# REQUIREMENT
Please copy every line of the data in which the string "move" appears.

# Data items
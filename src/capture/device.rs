// OS audio device capture via cpal.
//
// Display/tab audio is captured from a loopback or monitor input device
// (e.g. PulseAudio "Monitor of ..." sources, virtual loopback drivers).
// The cpal stream is not Send, so it lives on a dedicated thread that feeds
// frames into a tokio channel.

use std::sync::atomic::{AtomicBool, Ordering};
use std::sync::{Arc, Mutex};
use std::time::Duration;

use cpal::traits::{DeviceTrait, HostTrait, StreamTrait};
use cpal::SampleRate;
use tokio::sync::{mpsc, oneshot};
use tracing::{debug, error, info, warn};

use super::backend::{
    AudioFrame, CaptureBackend, CaptureBackendConfig, CaptureError, CaptureGrant, TrackKind,
};
use super::session::MediaTrack;

/// How often the capture thread checks its stop flag
const STOP_POLL_INTERVAL: Duration = Duration::from_millis(25);

/// cpal-backed capture backend
pub struct DeviceBackend {
    device_name: Option<String>,
    config: CaptureBackendConfig,
}

impl DeviceBackend {
    pub fn new(device_name: Option<String>, config: CaptureBackendConfig) -> Self {
        Self {
            device_name,
            config,
        }
    }
}

#[async_trait::async_trait]
impl CaptureBackend for DeviceBackend {
    async fn request(&mut self) -> Result<CaptureGrant, CaptureError> {
        let label = self
            .device_name
            .clone()
            .unwrap_or_else(|| "default input".to_string());

        info!("Opening capture device: {}", label);

        let track = MediaTrack::new(TrackKind::Audio, label);
        let stop = track.stop_flag();

        let (frame_tx, frame_rx) = mpsc::channel(100);
        let (ready_tx, ready_rx) = oneshot::channel();

        let device_name = self.device_name.clone();
        let config = self.config.clone();

        std::thread::Builder::new()
            .name("tabscribe-capture".to_string())
            .spawn(move || capture_thread(device_name, config, frame_tx, stop, ready_tx))
            .map_err(|e| CaptureError::Denied(format!("Failed to spawn capture thread: {}", e)))?;

        // The thread reports back once the stream is playing (or refused)
        match ready_rx.await {
            Ok(Ok(())) => Ok(CaptureGrant {
                tracks: vec![track],
                frames: frame_rx,
            }),
            Ok(Err(e)) => Err(e),
            Err(_) => Err(CaptureError::Denied(
                "Capture thread exited before the stream started".to_string(),
            )),
        }
    }

    fn name(&self) -> &str {
        "cpal device"
    }
}

/// Find an audio input device by name
fn find_device_by_name(host: &cpal::Host, name: &str) -> Option<cpal::Device> {
    host.input_devices()
        .ok()?
        .find(|d| d.name().map(|n| n == name).unwrap_or(false))
}

/// Try to find a supported config with the preferred sample rate
fn find_config_with_sample_rate(
    device: &cpal::Device,
    target_rate: u32,
) -> Option<cpal::SupportedStreamConfig> {
    if let Ok(configs) = device.supported_input_configs() {
        for config_range in configs {
            let min_rate = config_range.min_sample_rate().0;
            let max_rate = config_range.max_sample_rate().0;
            if min_rate <= target_rate && target_rate <= max_rate {
                return Some(config_range.with_sample_rate(SampleRate(target_rate)));
            }
        }
    }
    None
}

/// Shared state for the stream callbacks: batches converted samples into
/// fixed-duration frames and hands them to the pipeline.
struct FrameBatcher {
    frame_tx: mpsc::Sender<AudioFrame>,
    pending: Mutex<Vec<i16>>,
    samples_per_frame: usize,
    sample_rate: u32,
    channels: u16,
    /// Total samples emitted so far, drives frame timestamps
    emitted: Mutex<u64>,
}

impl FrameBatcher {
    fn push(&self, samples: &[i16]) {
        let mut pending = match self.pending.lock() {
            Ok(p) => p,
            Err(_) => return,
        };
        pending.extend_from_slice(samples);

        while pending.len() >= self.samples_per_frame {
            let frame_samples: Vec<i16> = pending.drain(..self.samples_per_frame).collect();

            let timestamp_ms = {
                let mut emitted = match self.emitted.lock() {
                    Ok(e) => e,
                    Err(_) => return,
                };
                let ts = *emitted * 1000 / (self.sample_rate as u64 * self.channels as u64);
                *emitted += frame_samples.len() as u64;
                ts
            };

            let frame = AudioFrame {
                samples: frame_samples,
                sample_rate: self.sample_rate,
                channels: self.channels,
                timestamp_ms,
            };

            // The pipeline consumes frames continuously; a full channel means
            // it has stalled badly and dropping is the only option here.
            match self.frame_tx.try_send(frame) {
                Ok(()) => {}
                Err(mpsc::error::TrySendError::Full(_)) => {
                    warn!("Dropping audio frame, pipeline not keeping up");
                }
                // Consumer gone during teardown
                Err(mpsc::error::TrySendError::Closed(_)) => {}
            }
        }
    }
}

/// Dedicated capture thread: owns the cpal stream for its whole lifetime.
fn capture_thread(
    device_name: Option<String>,
    config: CaptureBackendConfig,
    frame_tx: mpsc::Sender<AudioFrame>,
    stop: Arc<AtomicBool>,
    ready_tx: oneshot::Sender<Result<(), CaptureError>>,
) {
    let host = cpal::default_host();
    debug!("Audio host: {:?}", host.id());

    let device = match &device_name {
        Some(name) => match find_device_by_name(&host, name) {
            Some(d) => d,
            None => {
                let _ = ready_tx.send(Err(CaptureError::Denied(format!(
                    "Capture device '{}' not found",
                    name
                ))));
                return;
            }
        },
        None => match host.default_input_device() {
            Some(d) => d,
            None => {
                let _ = ready_tx.send(Err(CaptureError::Denied(
                    "No capture device available".to_string(),
                )));
                return;
            }
        },
    };

    debug!(
        "Capture device: {}",
        device.name().unwrap_or_else(|_| "unknown".to_string())
    );

    // Prefer the configured rate when the device supports it natively,
    // otherwise capture at the device default (no resampling).
    let stream_config = match find_config_with_sample_rate(&device, config.sample_rate) {
        Some(c) => c,
        None => match device.default_input_config() {
            Ok(c) => {
                info!(
                    "Device does not support {}Hz, capturing at {}Hz",
                    config.sample_rate,
                    c.sample_rate().0
                );
                c
            }
            Err(e) => {
                let _ = ready_tx.send(Err(CaptureError::NoAudioTrack));
                error!("No usable input config: {}", e);
                return;
            }
        },
    };

    if stream_config.channels() == 0 {
        let _ = ready_tx.send(Err(CaptureError::NoAudioTrack));
        return;
    }

    let sample_rate = stream_config.sample_rate().0;
    let channels = stream_config.channels();
    let samples_per_frame =
        (sample_rate as u64 * channels as u64 * config.frame_duration_ms / 1000) as usize;

    let batcher = Arc::new(FrameBatcher {
        frame_tx,
        pending: Mutex::new(Vec::new()),
        samples_per_frame: samples_per_frame.max(1),
        sample_rate,
        channels,
        emitted: Mutex::new(0),
    });

    // A stream error ends the capture; the stop flag doubles as the signal
    let err_stop = Arc::clone(&stop);
    let err_fn = move |err: cpal::StreamError| {
        error!("Audio stream error: {}", err);
        err_stop.store(true, Ordering::SeqCst);
    };

    let stream = match stream_config.sample_format() {
        cpal::SampleFormat::F32 => {
            let batcher = Arc::clone(&batcher);
            device.build_input_stream(
                &stream_config.into(),
                move |data: &[f32], _: &cpal::InputCallbackInfo| {
                    let samples: Vec<i16> = data
                        .iter()
                        .map(|&s| (s * i16::MAX as f32).clamp(i16::MIN as f32, i16::MAX as f32) as i16)
                        .collect();
                    batcher.push(&samples);
                },
                err_fn,
                None,
            )
        }
        cpal::SampleFormat::I16 => {
            let batcher = Arc::clone(&batcher);
            device.build_input_stream(
                &stream_config.into(),
                move |data: &[i16], _: &cpal::InputCallbackInfo| {
                    batcher.push(data);
                },
                err_fn,
                None,
            )
        }
        cpal::SampleFormat::U16 => {
            let batcher = Arc::clone(&batcher);
            device.build_input_stream(
                &stream_config.into(),
                move |data: &[u16], _: &cpal::InputCallbackInfo| {
                    let samples: Vec<i16> =
                        data.iter().map(|&s| (s as i32 - 32768) as i16).collect();
                    batcher.push(&samples);
                },
                err_fn,
                None,
            )
        }
        other => {
            let _ = ready_tx.send(Err(CaptureError::Denied(format!(
                "Unsupported sample format: {:?}",
                other
            ))));
            return;
        }
    };

    let stream = match stream {
        Ok(s) => s,
        Err(e) => {
            let _ = ready_tx.send(Err(CaptureError::Denied(format!(
                "Failed to open capture stream: {}",
                e
            ))));
            return;
        }
    };

    if let Err(e) = stream.play() {
        let _ = ready_tx.send(Err(CaptureError::Denied(format!(
            "Failed to start capture stream: {}",
            e
        ))));
        return;
    }

    info!(
        "Capture stream started ({}Hz, {} channels)",
        sample_rate, channels
    );
    let _ = ready_tx.send(Ok(()));

    while !stop.load(Ordering::SeqCst) {
        std::thread::sleep(STOP_POLL_INTERVAL);
    }

    // Dropping the stream releases the device; dropping the batcher (and with
    // it the frame sender) closes the pipeline's frame channel.
    drop(stream);
    info!("Capture stream stopped");
}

# SOLVED EXERCISE
            .spawn(move || capture_thread(device_name, config, frame_tx, stop, ready_tx))
    let err_fn = move |err: cpal::StreamError| {
                move |data: &[f32], _: &cpal::InputCallbackInfo| {
                move |data: &[i16], _: &cpal::InputCallbackInfo| {
                move |data: &[u16], _: &cpal::InputCallbackInfo| {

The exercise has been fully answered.